Seed collection: Arrowwood viburnum (AV) fruit matures in late August to early September in the northeast. Fruit gradually changes from green to bright blue or navy blue color when ripe. The fruits are a favorite of many songbirds as they are high in fats, are abundant and the right size for swallowing by tiny song birds. AV fruit is readily consumed especially during fall migration. Collect fruits soon after ripening to beet the birds to the fruit. If fruits remain uneaten, the fruit shrivel on the plant, providing late winter and early spring survival food for birds on their return migration in the spring.
Seed handling: Fruit is a small round drupe. Each fruit contains a single round seed surrounded by a nutritious pulp. Clean seed soon after collecting. Macerate fruits by hand or use a food processor for larger amounts. Process seed until the pulp and skins are pureed. The hard seed will not be damaged by the blade. Float off the pulp, skins and any seeds that float in several changes of water. Sound seeds will sink to the bottom. Place cleaned seed under moist stratification to maintain moisture content of the seed. Cleaned seed can be sown immediately in prepared beds, planted outdoors in the soil under natural conditions or stored for planting in the spring or when it begins to germinate in the bag.
Germination requirements: To speed up the germination time the seed requires alternating one to two months periods of first warm/moist stratification followed by cold/moist stratification followed by another period of warm/moist stratification to break dormancy. When fall collected and planted in the ground or stratified and exposed to normal outside temperatures the seed will typically germinate uniformly the 2nd spring after planting. Fall collected seed goes through the first winter and spring. A root radical usually emerges the first summer after fall planting but the shoot remains dormant through the following winter, emerging in the spring of the second year. Sow seed ¼” to ½” deep in prepared seedbeds or in native soil. Seedling size can range from a few inches to 6 to 8” the first summer. Shade is recommended for seedlings the first year. Seedlings can grow in full sun to half shade the first season.

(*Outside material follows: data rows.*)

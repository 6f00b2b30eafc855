//! Simple Moving Average.
//!
//! SMA[i] = (data[i] + data[i-1] + ... + data[i-n+1]) / n
//! Warmup: indices below n-1 are not-a-number.

use crate::domain::symbols::Series;

pub fn sma(data: &[f64], length: usize) -> Series {
    let mut values = Vec::with_capacity(data.len());

    for i in 0..data.len() {
        if length == 0 || i + 1 < length {
            values.push(f64::NAN);
            continue;
        }
        let mut sum = 0.0;
        for j in 0..length {
            sum += data[i - j];
        }
        values.push(sum / length as f64);
    }

    values
}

Ecology: Arrowwood viburnum is an important native wildlife shrub. AV is tolerant of a full range of soil conditions including heavy clay soils. It grows in average moisture soils to wet poorly drained soils. AV produces abundant fruit, which is a preferred fall and winter food for many birds. AV naturally grows in old fields, hedgerows, forest margins, flood plains, wooded swamps and shrub wetlands. It prefers full sun but will tolerate a fair amount of shade and can even be found in the understory of open woodlands. AV grows from 6 to 10 ft tall. Its dense multi-stemmed habit provides nesting cover and habit for many bird species. AV is easy to establish from seed in open fields and wetlands. As it produces abundant seed collect large amounts and broadcast it or plant it widely in suitable habitat. But be patient as it will take a few years for the seed to germinate and the seedlings to become noticeable. Once established it grows reasonably fast and is fairly resistant to deer and rabbit browsing.
Arrowwood viburnum fruit ready for collecting. Small fruit is the perfect size for small song birds to eat.
Large fruit clusters provide abundant food during fall migration.